Un essai clinique présenté au congrès de la Société européenne de cardiologie montre qu’une stratégie de prescription de statines guidée par le score calcique coronaire cible nettement moins de patients en prévention primaire que les équations de risque traditionnelles, sans différence sur les événements cardiovasculaires majeurs après plus de quatre ans de suivi.
La prise en charge de la prévention primaire des maladies cardiovasculaires fait face à un débat persistant sur la meilleure méthode pour identifier les patients qui bénéficieraient le plus d’un traitement par statine. L’essai clinique randomisé CorCal Outcomes, dont les résultats ont été dévoilés lors d’une session Hot Line au congrès de la Société européenne de cardiologie présenté au ESC Congress 2026, apporte de nouveaux éléments sur l’utilisation du score calcique coronaire par rapport aux méthodes d’évaluation traditionnelles du risque.
Méthodologie et déroulement de l’essai CorCal Outcomes
L’étude a évalué deux approches distinctes pour guider l’instauration d’un traitement par statine chez des individus sans antécédent documenté de maladie coronaire, cérébrovasculaire ou vasculaire périphérique, et sans diabète. D’un côté, les équations de risque agrègent les facteurs traditionnels pour estimer une probabilité d’événement à dix ans. De l’autre, le score calcique coronaire mesure directement la charge athéromateuse calcifiée du patient par tomodensitométrie mesure directement la charge athéromateuse calcifiée.
Au total, l’essai a inclus 5 772 patients après l’invitation de plus de 75 539 personnes éligibles. La population se composait d’hommes de 50 à 80 ans et de femmes de 60 à 80 ans, affichant un âge moyen de 64 ans, dont les femmes constituaient une partie de la cohorte. Les participants ont été répartis par tirage au sort pour recevoir des recommandations thérapeutiques fondées soit sur leur score de risque des équations de cohorte poolées, soit sur leur score calcique coronaire. Les patients et leurs médecins ont ensuite pris les décisions finales de traitement.
Comparaison des stratégies : taux de prescription et observance
Les données comparatives révèlent des divergences marquées dans le volume des recommandations. La stratégie guidée par le score calcique a recommandé une statine à trois fois moins de patients que les équations de risque traditionnelles, soit 22,5 % contre 72,8 %. Si les prescriptions effectives ont été plus faibles dans le groupe score calcique (13,6 % contre 18,1 %), cette stratégie a converti une proportion beaucoup plus élevée de ses recommandations en actes de prescription réels.
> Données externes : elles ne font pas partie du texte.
//! Integration tests for the gradebook store

use gradebook::core::models::Course;
use gradebook::core::store::{CourseUpdate, Gradebook, StoreError};
use std::fs;
use std::path::PathBuf;
use tempfile::TempDir;

fn course(code: &str, credits: u32, semester: u32, score: f64) -> Course {
    Course::new(
        code.to_string(),
        format!("{code} course"),
        credits,
        semester,
        score,
    )
}

/// Helper to create a gradebook bound to a file inside a temp directory
fn temp_gradebook() -> (TempDir, PathBuf, Gradebook) {
    let temp_dir = TempDir::new().expect("Failed to create temp dir");
    let path = temp_dir.path().join("gradebook.json");
    let gradebook = Gradebook::load(&path);
    (temp_dir, path, gradebook)
}

#[test]
fn test_absent_file_yields_empty_set() {
    let (_temp_dir, _path, gradebook) = temp_gradebook();

    assert!(gradebook.is_empty());
    assert_eq!(gradebook.len(), 0);
}

#[test]
fn test_corrupt_file_yields_empty_set() {
    let temp_dir = TempDir::new().expect("Failed to create temp dir");
    let path = temp_dir.path().join("gradebook.json");
    fs::write(&path, "{ not valid json ]").expect("Failed to write corrupt file");

    let gradebook = Gradebook::load(&path);

    assert!(gradebook.is_empty(), "Corrupt file should load as empty");
}

#[test]
fn test_add_persists_record() {
    let (_temp_dir, path, mut gradebook) = temp_gradebook();

    gradebook
        .add(course("CS1800", 4, 1, 8.0))
        .expect("Add should succeed");

    assert!(path.exists(), "Gradebook file should exist after add");
    let reloaded = Gradebook::load(&path);
    assert_eq!(reloaded.len(), 1);
    assert_eq!(reloaded.courses()[0].code, "CS1800");
}

#[test]
fn test_add_rejects_duplicate_code() {
    let (_temp_dir, path, mut gradebook) = temp_gradebook();

    gradebook
        .add(course("CS1800", 4, 1, 8.0))
        .expect("First add should succeed");
    let result = gradebook.add(course("CS1800", 2, 3, 5.0));

    assert!(matches!(result, Err(StoreError::Duplicate(_))));
    assert_eq!(gradebook.len(), 1, "Duplicate add must not mutate the set");

    // The persisted file must still hold the original record
    let reloaded = Gradebook::load(&path);
    assert_eq!(reloaded.len(), 1);
    assert_eq!(reloaded.courses()[0].credits, 4);
    assert_eq!(reloaded.courses()[0].semester, 1);
}

#[test]
fn test_sparse_update_changes_only_given_fields() {
    let (_temp_dir, path, mut gradebook) = temp_gradebook();
    gradebook
        .add(course("CS2510", 4, 2, 6.5))
        .expect("Add should succeed");

    let update = CourseUpdate {
        score: Some(9.0),
        ..Default::default()
    };
    gradebook
        .update("CS2510", &update)
        .expect("Update should succeed");

    let reloaded = Gradebook::load(&path);
    let updated = reloaded.find("CS2510").expect("Record should still exist");
    assert_eq!(updated.name, "CS2510 course");
    assert_eq!(updated.credits, 4);
    assert_eq!(updated.semester, 2);
    assert!((updated.score - 9.0).abs() < f64::EPSILON);
}

#[test]
fn test_update_missing_code_fails_without_persist() {
    let (_temp_dir, path, mut gradebook) = temp_gradebook();

    let update = CourseUpdate {
        credits: Some(3),
        ..Default::default()
    };
    let result = gradebook.update("CS0000", &update);

    assert!(matches!(result, Err(StoreError::NotFound(_))));
    assert!(
        !path.exists(),
        "Failed update on an empty book must not create the file"
    );
}

#[test]
fn test_delete_removes_record() {
    let (_temp_dir, path, mut gradebook) = temp_gradebook();
    gradebook
        .add(course("CS1800", 4, 1, 8.0))
        .expect("Add should succeed");
    gradebook
        .add(course("CS2510", 4, 2, 7.0))
        .expect("Add should succeed");

    gradebook.delete("CS1800").expect("Delete should succeed");

    assert_eq!(gradebook.len(), 1);
    assert!(gradebook.find("CS1800").is_none());

    let reloaded = Gradebook::load(&path);
    assert_eq!(reloaded.len(), 1);
    assert_eq!(reloaded.courses()[0].code, "CS2510");
}

#[test]
fn test_delete_missing_code_leaves_set_unchanged() {
    let (_temp_dir, _path, mut gradebook) = temp_gradebook();
    gradebook
        .add(course("CS1800", 4, 1, 8.0))
        .expect("Add should succeed");

    let result = gradebook.delete("CS9999");

    assert!(matches!(result, Err(StoreError::NotFound(_))));
    assert_eq!(gradebook.len(), 1);
    assert_eq!(gradebook.courses()[0].code, "CS1800");
}

#[test]
fn test_round_trip_preserves_records_and_order() {
    let (_temp_dir, path, mut gradebook) = temp_gradebook();
    let records = vec![
        course("CS1800", 4, 1, 8.0),
        course("MATH1341", 4, 1, 7.25),
        course("CS2510", 4, 2, 9.0),
    ];
    for record in &records {
        gradebook
            .add(record.clone())
            .expect("Add should succeed");
    }

    let reloaded = Gradebook::load(&path);

    assert_eq!(reloaded.courses(), &records[..]);
}

#[test]
fn test_save_leaves_no_temp_file_behind() {
    let (temp_dir, path, mut gradebook) = temp_gradebook();
    gradebook
        .add(course("CS1800", 4, 1, 8.0))
        .expect("Add should succeed");

    let entries: Vec<_> = fs::read_dir(temp_dir.path())
        .expect("Failed to read temp dir")
        .map(|e| e.expect("Failed to read entry").path())
        .collect();

    assert_eq!(entries, vec![path]);
}

#[test]
fn test_persisted_file_is_pretty_printed_json() {
    let (_temp_dir, path, mut gradebook) = temp_gradebook();
    gradebook
        .add(course("CS1800", 4, 1, 8.0))
        .expect("Add should succeed");

    let content = fs::read_to_string(&path).expect("Failed to read gradebook file");

    assert!(
        content.contains('\n'),
        "Gradebook file should be human-readable (indented)"
    );
    assert!(content.contains("\"code\""));
    assert!(content.contains("\"credits\""));
    assert!(content.contains("\"semester\""));
    assert!(content.contains("\"score\""));
}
Plus notable encore, l’observance thérapeutique à un an s’est avérée nettement supérieure chez les patients suivis par le score calcique, atteignant 62 % contre 23 % dans le groupe de référence. Concernant l’efficacité biologique, la baisse du cholestérol LDL chez les patients ayant reçu une recommandation de traitement s’est révélée deux fois plus importante sous stratégie guidée par le score calcique, avec une réduction moyenne de 37 mg/dL contre 18,3 mg/dL.
Événements cardiovasculaires et critères de jugement
Malgré ces écarts d’observance et de baisse lipidique, le critère de jugement principal composite — associant le décès, l’infarctus du myocarde non fatal, l’accident vasculaire cérébral non fatal et la revascularisation artérielle — n’a montré aucune différence entre les deux approches après un suivi moyen de 4,2 ans. Les événements cardiovasculaires majeurs sont survenus chez 2,7 % des patients dans chacun des deux groupes.
L’essai a toutefois été interrompu prématurément sur recommandation d’un comité de surveillance. Le nombre d’événements observés s’est élevé à 145, un chiffre nettement inférieur aux 458 événements initialement prévus par le calcul d’effectif, ce qui a réduit la puissance statistique de l’étude.

Le médecin principal de l’essai a également souligné que la non-infériorité n’a pas pu être formellement démontrée en raison de cette baisse du taux d’événements, tout en insistant sur la valeur des enseignements tirés de l’étude. Selon les données fournies par les chercheurs de l’Intermountain Health Care, l’approche offre des pistes précieuses pour optimiser l’efficacité de la prévention primaire et améliorer l’adhésion des patients grâce à une sélection plus fine par l’imagerie.
Perspectives pour les recommandations cliniques
Ces observations s’inscrivent dans un contexte réglementaire et professionnel en évolution. Les recommandations de gestion des dyslipidémies intègrent déjà l’idée que la présence d’une athélerosclérose subclinique mesurée par un score calcique élevé doit être considérée comme un modificateur de risque chez les sujets à risque modéré ou se trouvant autour des seuils de décision thérapeutique.

Les investigateurs estiment que les informations recueillies fournissent des bases solides pour concevoir de futurs essais randomisés de grande envergure, capables de comparer directement l’imagerie calcique aux algorithmes de risque traditionnels avec une puissance statistique adaptée.